Reframing the problem: Part one

Getting the best answer sometimes means asking a different question, says Rob Williams from Ted Wragg Trust, in this first of two blog posts.

I’ve always had a huge interest in Apple. Not just the products, though I have pre-ordered and queued more than I should admit, but how the company thinks. Apple’s famous ad campaign encapsulated this: Think different.

Whenever I listened to the late Steve Jobs, I noticed a habit. He would rarely try to solve the problem in front of him. He often rejected the problem as it had been framed, then ask a different question altogether.

The questions we choose as leaders shape what we notice, what we measure, where we invest time and money, and what we are prepared to live with. Some questions keep us slowly improving what already exists. Others open the door to something new.

The iPod example

Before the iPod, digital music was messy. Many companies were simply asking how they could make better MP3 players. That invited predictable answers such as more storage, better battery life, nicer screen, a few extra buttons.

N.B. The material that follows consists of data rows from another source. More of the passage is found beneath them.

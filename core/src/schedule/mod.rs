//! Scheduled-operation registry, cron triggers and persistence.

mod registry;
mod store;
mod trigger;

pub use registry::{
    OperationDispatcher, ScheduledOperation, ScheduledOperationInfo, ScheduledOperationRegistry,
};
pub use store::OperationStore;
pub use trigger::CancelPolicy;
use serde::{Deserialize, Serialize};

use crate::schedule::CancelPolicy;
use crate::session::RetryConfig;

#[derive(Debug, Clone, Serialize, Deserialize)]
pub struct AppConfig {
    #[serde(default)]
    pub logging: LoggingConfig,

    #[serde(default)]
    pub retry: RetryConfig,

    #[serde(default)]
    pub scheduler: SchedulerConfig,

    /// Directory holding modules: one subdirectory per module with one
    /// model document per environment plus the module schema.
    #[serde(default = "default_modules_dir")]
    pub modules_dir: String,

    #[serde(default)]
    pub environments: Vec<EnvironmentConfig>,

    #[serde(default)]
    pub credentials: Vec<CredentialConfig>,
}

fn default_modules_dir() -> String {
    "modules".to_string()
}

impl Default for AppConfig {
    fn default() -> Self {
        Self {
            logging: LoggingConfig::default(),
            retry: RetryConfig::default(),
            scheduler: SchedulerConfig::default(),
            modules_dir: default_modules_dir(),
            environments: Vec::new(),
            credentials: Vec::new(),
        }
    }
}

#[derive(Debug, Clone, Serialize, Deserialize)]
pub struct LoggingConfig {
    /// If true, log to stderr.
    #[serde(default = "default_logging_console")]
    pub console: bool,

    /// If true, log to a file under `directory` (or OS temp dir if unset).
    #[serde(default)]
    pub file: bool,

    /// EnvFilter string, e.g. "info" or "drydock_core=debug".
    #[serde(default = "default_logging_level")]
    pub level: String,

    /// Optional directory for log files. If empty or unset, uses OS temp dir.
    #[serde(default)]
    pub directory: Option<String>,
}

fn default_logging_console() -> bool {
    true
}

fn default_logging_level() -> String {
    "info".to_string()
}

impl Default for LoggingConfig {
    fn default() -> Self {
        Self {
            console: default_logging_console(),
            file: false,
            level: default_logging_level(),
            directory: None,
        }
    }
}

#[derive(Debug, Clone, Serialize, Deserialize)]
pub struct SchedulerConfig {
    /// Path of the JSON file persisting the scheduled-operation registry.
    #[serde(default = "default_store_path")]
    pub store_path: String,

    #[serde(default)]
    pub cancel_policy: CancelPolicy,
}

fn default_store_path() -> String {
    "scheduled-operations.json".to_string()
}

impl Default for SchedulerConfig {
    fn default() -> Self {
        Self {
            store_path: default_store_path(),
            cancel_policy: CancelPolicy::default(),
        }
    }
}

/// A managed environment: the resource a session connects to.
#[derive(Debug, Clone, Serialize, Deserialize)]
pub struct EnvironmentConfig {
    pub name: String,
    pub url: String,
    #[serde(default)]
    pub credential: Option<String>,
}

#[derive(Debug, Clone, Serialize, Deserialize)]
pub struct CredentialConfig {
    pub id: String,
    pub user: String,
    pub password: String,
}

impl AppConfig {
    pub fn environment(&self, name: &str) -> Option<&EnvironmentConfig> {
        self.environments.iter().find(|e| e.name == name)
    }

    pub fn credential(&self, id: &str) -> Option<&CredentialConfig> {
        self.credentials.iter().find(|c| c.id == id)
    }
}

Jobs reframed it. His question was closer to; how do we make finding, buying and listening to music effortless? Once you see it that way, the solution cannot be just a device. It must be a system. iPod plus iTunes. Simple syncing. A legal way to download music. The product became the whole journey from wanting a song, to listening to it, with no faff and no barriers. It was all about the user experience.

Education has its own questions

In education, we have questions that seem almost permanent. Attendance is one of them.

We often frame it as; how do we improve attendance? There is nothing wrong with the intent, but it can pull us towards familiar actions. Tighten systems. Track harder. Escalate earlier. Refine letters. Increase penalties. Add some rewards. These are all vital tools, but alone they could narrow our focus until attendance becomes mostly a management challenge.

Now consider the reframe; how do we make schools places that children want to be at every day?

That question changes what we look for. It makes us think about pupil experience. It puts relationships, culture, classrooms and belonging at the centre. It shifts the focus from getting children in, to building a place worth coming to.

And it leads to different decisions. If our problem is attendance, we generally invest heavily in systems, processes and escalation. If our problem is desire to be there, we ask different questions. Do children feel known? Do they feel like they matter? Do lessons feel purposeful? Are routines calm and predictable? Do families feel welcomed?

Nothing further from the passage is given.